I think it works because the story carries a real personal truth.

There’s really a lot of dramatic tension going on. I find it very interesting, how you deliver this in an immersive and interactive story, without the usual tricks of early VR, such as the sensory overloads, direct eyes contacts, and the likes. What do you think is required for this dramatization to work in VR?  How did you manage that in DMZ?

Hayoun Kwon: First of all I think it works because the story carries a real personal truth. That's what gives it an undeniable dramatic weight. Moreover, we have a lot of previous experience in filmmaking: we knew how to use the light, the sound, various camera movements... Not all of our previous experience crossed over but there were similarities. I think this adds a lot to the project.

There’s a another point I want to address, and I apologise in advance because we will somewhat spoil the ending. Would you tell us about the final part, in your own words?

Hayoun Kwon: In the end, the soldier tells us that he always dreamt of seeing that border disappearing, but that if it did happen one day, by one way or another, he'd lose something. A part of his life. Then came to me the idea of showing the disappearance of the DMZ in the most radical way, an explosion. This is impossible in reality, but not in a work of art: in here, the explosion is like fireworks. There's something joyous to it.

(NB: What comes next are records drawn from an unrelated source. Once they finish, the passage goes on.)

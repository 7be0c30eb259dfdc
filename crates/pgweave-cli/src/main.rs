#[tokio::main]
async fn main() {
    if let Err(e) = pgweave_cli::run(std::env::args().collect()).await {
        eprintln!("{e:#}");
        std::process::exit(1);
    }
}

At the same time you talk about land mines at length in the project, and the fact that they can easily go off. Do you think that the explosion of one or a few could trigger such a vast explosion?

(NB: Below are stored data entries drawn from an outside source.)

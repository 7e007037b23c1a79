//! Payload signature matching
//!
//! Two Aho-Corasick automata scan TCP payloads: one for SQL-injection
//! fragments, one for script/XSS fragments. Injection patterns are
//! checked first; a payload matching both reports as injection.

use aho_corasick::{AhoCorasick, AhoCorasickBuilder};
use anyhow::Result;
use serde::{Deserialize, Serialize};

const INJECTION_PATTERNS: &[&str] = &[
    "' or",
    "union select",
    "drop table",
    "insert into",
    "1=1",
    "-- ",
    "xp_cmdshell",
];

const SCRIPT_PATTERNS: &[&str] = &[
    "<script",
    "javascript:",
    "onerror=",
    "onload=",
    "alert(",
    "document.cookie",
];

#[derive(Debug, Clone, Serialize, Deserialize)]
pub struct SignatureConfig {
    /// Extra injection patterns beyond the built-in set
    #[serde(default)]
    pub extra_injection: Vec<String>,
    /// Extra script patterns beyond the built-in set
    #[serde(default)]
    pub extra_script: Vec<String>,
    /// Skip payloads longer than this (bytes); 0 scans everything
    #[serde(default = "default_max_scan")]
    pub max_scan_bytes: usize,
}

impl Default for SignatureConfig {
    fn default() -> Self {
        Self {
            extra_injection: Vec::new(),
            extra_script: Vec::new(),
            max_scan_bytes: default_max_scan(),
        }
    }
}

fn default_max_scan() -> usize {
    4096
}

#[derive(Debug, Clone, Copy, PartialEq, Eq)]
pub enum SignatureKind {
    Injection,
    Script,
}

pub struct SignatureMatcher {
    injection: AhoCorasick,
    script: AhoCorasick,
    max_scan_bytes: usize,
}

impl SignatureMatcher {
    pub fn new(config: &SignatureConfig) -> Result<Self> {
        let injection_patterns: Vec<&str> = INJECTION_PATTERNS
            .iter()
            .copied()
            .chain(config.extra_injection.iter().map(String::as_str))
            .collect();
        let script_patterns: Vec<&str> = SCRIPT_PATTERNS
            .iter()
            .copied()
            .chain(config.extra_script.iter().map(String::as_str))
            .collect();

        let injection = AhoCorasickBuilder::new()
            .ascii_case_insensitive(true)
            .build(&injection_patterns)?;
        let script = AhoCorasickBuilder::new()
            .ascii_case_insensitive(true)
            .build(&script_patterns)?;

        Ok(Self {
            injection,
            script,
            max_scan_bytes: config.max_scan_bytes,
        })
    }

    /// Scan a payload; injection wins over script on dual matches.
    pub fn scan(&self, payload: &[u8]) -> Option<SignatureKind> {
        if payload.is_empty() {
            return None;
        }
        let haystack = if self.max_scan_bytes > 0 && payload.len() > self.max_scan_bytes {
            &payload[..self.max_scan_bytes]
        } else {
            payload
        };

        if self.injection.is_match(haystack) {
            Some(SignatureKind::Injection)
        } else if self.script.is_match(haystack) {
            Some(SignatureKind::Script)
        } else {
            None
        }
    }
}

#[cfg(test)]
mod tests {
    use super::*;

    fn matcher() -> SignatureMatcher {
        SignatureMatcher::new(&SignatureConfig::default()).unwrap()
    }

    #[test]
    fn detects_sql_injection() {
        let m = matcher();
        assert_eq!(
            m.scan(b"GET /login?user=admin' OR 1=1 HTTP/1.1"),
            Some(SignatureKind::Injection)
        );
        assert_eq!(
            m.scan(b"q=1 UNION SELECT password FROM users"),
            Some(SignatureKind::Injection)
        );
    }

    #[test]
    fn detects_script_payload() {
        let m = matcher();
        assert_eq!(
            m.scan(b"comment=<SCRIPT>alert(1)</script>"),
            Some(SignatureKind::Script)
        );
        assert_eq!(
            m.scan(b"img src=x onerror=fetch(document.cookie)"),
            Some(SignatureKind::Script)
        );
    }

    #[test]
    fn injection_wins_on_dual_match() {
        let m = matcher();
        assert_eq!(
            m.scan(b"<script>fetch('/q?1=1 union select x')</script>"),
            Some(SignatureKind::Injection)
        );
    }

    #[test]
    fn case_insensitive() {
        let m = matcher();
        assert_eq!(
            m.scan(b"DROP TABLE users;"),
            Some(SignatureKind::Injection)
        );
    }

    #[test]
    fn clean_payload_passes() {
        let m = matcher();
        assert!(m.scan(b"GET /index.html HTTP/1.1\r\nHost: example.org").is_none());
        assert!(m.scan(b"").is_none());
    }

    #[test]
    fn scan_respects_byte_cap() {
        let config = SignatureConfig {
            max_scan_bytes: 8,
            ..Default::default()
        };
        let m = SignatureMatcher::new(&config).unwrap();
        let mut payload = vec![b'a'; 32];
        payload.extend_from_slice(b"union select");
        assert!(m.scan(&payload).is_none());
    }

    #[test]
    fn extra_patterns_included() {
        let config = SignatureConfig {
            extra_injection: vec!["waitfor delay".to_string()],
            ..Default::default()
        };
        let m = SignatureMatcher::new(&config).unwrap();
        assert_eq!(
            m.scan(b"'; WAITFOR DELAY '0:0:5'--"),
            Some(SignatureKind::Injection)
        );
    }
}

Hayoun Kwon: Not one of this magnitude, I don't think so. The zones with unexploded ordnance are known, and even though we don't know where the mines are, we know they are widely spread, so an explosion would stop eventually. That's why this explosion is purely fictional, and therefore somewhat exhilarating fun.

The idea that this border, which is an important work topic for you, would vanish under a natural explosion, that’s a narrative idea that I call speculation or fabulation, as in “What would happen if…the improbable happen”? How was that idea perceived in South Korea, where you showed it?

I was afraid of people’s reaction, but the fact that this was part of a personal story, that it is a sort of personal tale, this actually made it okay.

Hayoun Kwon: I'll admit I was very apprehensive. My previous works were not very well received, because they all carried a critical outlook on South Korea. In this case, I literally blow up the DMZ! You have to know that today, there's a project to turn parts of the DMZ into a natural reserve, so it is really something to preserve. The image of destruction is so intense I was afraid of people's reaction, but the fact that this was part of a personal story, that it is a sort of personal tale, this actually made it okay. It was something of a relief.

Is there anything else you’d like to say about DMZ?

Hayoun Kwon: It's an experience that lasts around twenty minutes, which is relatively long for VR. For us this was a challenge: to proposed an experience perhaps longer than usual, which engage you at a deeper level.